Transplant Recipients Develop Melanoma From New Organs

Two transplant recipients who each received a kidney from a donor successfully treated for cancer 16 years earlier developed melanoma from their new organs, according to a report in the New England Journal of Medicine.

Scottish researchers, who reported on the unusual transmission, suggested that persons who have had melanoma should not be accepted as an organ donor -- a practice already recommended in the United States by the United Network for Organ Sharing (UNOS).

The transmission of cancer via a donated organ is rare, with only 24 cases of donor-related cancer reported out of the 125,000 transplants performed in the United States between 1994 and 2001, according to a UNOS spokesperson. Ten of the 24 patients subsequently died.

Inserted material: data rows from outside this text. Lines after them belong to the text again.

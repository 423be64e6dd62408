use std::{fmt, marker::PhantomData, ptr};

use tracing::warn;

use crate::{
    runtime::runtime,
    sys::{
        OrtApi, OrtEnv, OrtMemoryInfo, OrtSession, OrtSessionOptions, OrtStatus,
        OrtTensorTypeAndShapeInfo, OrtTypeInfo, OrtValue, ReleaseFn,
    },
};

/// A native handle type paired with the runtime function that releases it.
pub trait NativeHandle: Sized {
    const NAME: &'static str;

    fn release_fn(api: &OrtApi) -> ReleaseFn<Self>;
}

macro_rules! native_handle {
    ($ty:ty, $name:literal, $release:ident) => {
        impl NativeHandle for $ty {
            const NAME: &'static str = $name;

            fn release_fn(api: &OrtApi) -> ReleaseFn<Self> {
                api.$release
            }
        }
    };
}

native_handle!(OrtEnv, "OrtEnv", release_env);
native_handle!(OrtStatus, "OrtStatus", release_status);
native_handle!(OrtMemoryInfo, "OrtMemoryInfo", release_memory_info);
native_handle!(OrtSession, "OrtSession", release_session);
native_handle!(OrtSessionOptions, "OrtSessionOptions", release_session_options);
native_handle!(OrtValue, "OrtValue", release_value);
native_handle!(OrtTypeInfo, "OrtTypeInfo", release_type_info);
native_handle!(
    OrtTensorTypeAndShapeInfo,
    "OrtTensorTypeAndShapeInfo",
    release_tensor_type_and_shape_info
);

/// Move-only owner of one native handle.
///
/// Starts out invalid (null). Native calls that produce a handle through an
/// output pointer write into [`Scoped::receiver`]; whatever the holder owns when
/// it is dropped or reset goes back through the type's release function.
pub struct Scoped<T: NativeHandle> {
    ptr: *mut T,
    _owns: PhantomData<T>,
}

pub type ScopedEnv = Scoped<OrtEnv>;
pub type ScopedStatus = Scoped<OrtStatus>;
pub type ScopedMemoryInfo = Scoped<OrtMemoryInfo>;
pub type ScopedSession = Scoped<OrtSession>;
pub type ScopedSessionOptions = Scoped<OrtSessionOptions>;
pub type ScopedValue = Scoped<OrtValue>;
pub type ScopedTypeInfo = Scoped<OrtTypeInfo>;
pub type ScopedTensorTypeAndShapeInfo = Scoped<OrtTensorTypeAndShapeInfo>;

impl<T: NativeHandle> Scoped<T> {
    pub const fn invalid() -> Self {
        Self {
            ptr: ptr::null_mut(),
            _owns: PhantomData,
        }
    }

    /// Takes ownership of a raw handle.
    ///
    /// # Safety
    /// `ptr` must be null or a live handle of type `T` that nothing else releases.
    pub unsafe fn from_raw(ptr: *mut T) -> Self {
        Self {
            ptr,
            _owns: PhantomData,
        }
    }

    pub fn is_valid(&self) -> bool {
        !self.ptr.is_null()
    }

    pub fn as_ptr(&self) -> *mut T {
        self.ptr
    }

    /// Output-pointer slot for a native call that populates this handle.
    ///
    /// Any handle currently held is released first.
    pub fn receiver(&mut self) -> *mut *mut T {
        self.reset();
        &mut self.ptr
    }

    pub fn reset(&mut self) {
        let ptr = std::mem::replace(&mut self.ptr, ptr::null_mut());
        if ptr.is_null() {
            return;
        }
        match runtime() {
            Ok(runtime) => unsafe { (T::release_fn(runtime.api()))(ptr) },
            Err(_) => warn!(handle = T::NAME, "runtime unavailable; leaking native handle"),
        }
    }

    /// Gives up ownership without releasing.
    pub fn into_raw(mut self) -> *mut T {
        std::mem::replace(&mut self.ptr, ptr::null_mut())
    }
}

impl<T: NativeHandle> Default for Scoped<T> {
    fn default() -> Self {
        Self::invalid()
    }
}

impl<T: NativeHandle> Drop for Scoped<T> {
    fn drop(&mut self) {
        self.reset();
    }
}

impl<T: NativeHandle> fmt::Debug for Scoped<T> {
    fn fmt(&self, f: &mut fmt::Formatter<'_>) -> fmt::Result {
        f.debug_struct("Scoped")
            .field("type", &T::NAME)
            .field("ptr", &self.ptr)
            .finish()
    }
}

// Each holder is the unique owner of its handle.
unsafe impl<T: NativeHandle> Send for Scoped<T> {}
// Environments and sessions are documented as safe for concurrent use.
unsafe impl Sync for Scoped<OrtEnv> {}
unsafe impl Sync for Scoped<OrtSession> {}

In the Scottish case, where the donor had a melanoma skin lesion removed 16 years earlier and was thought to be cancer-free, one of the kidney recipients died and the other recovered after the diseased kidney was removed.

Melanoma cells had apparently been dormant in the donor's kidneys until the transplant, and subsequently flourished in the transplant recipients who were taking antirejection medications that suppressed their immune systems.

"Anyone who's had invasive melanoma should not be a transplant donor in the future," Dr. Rona M. MacKie of Glasgow University concluded.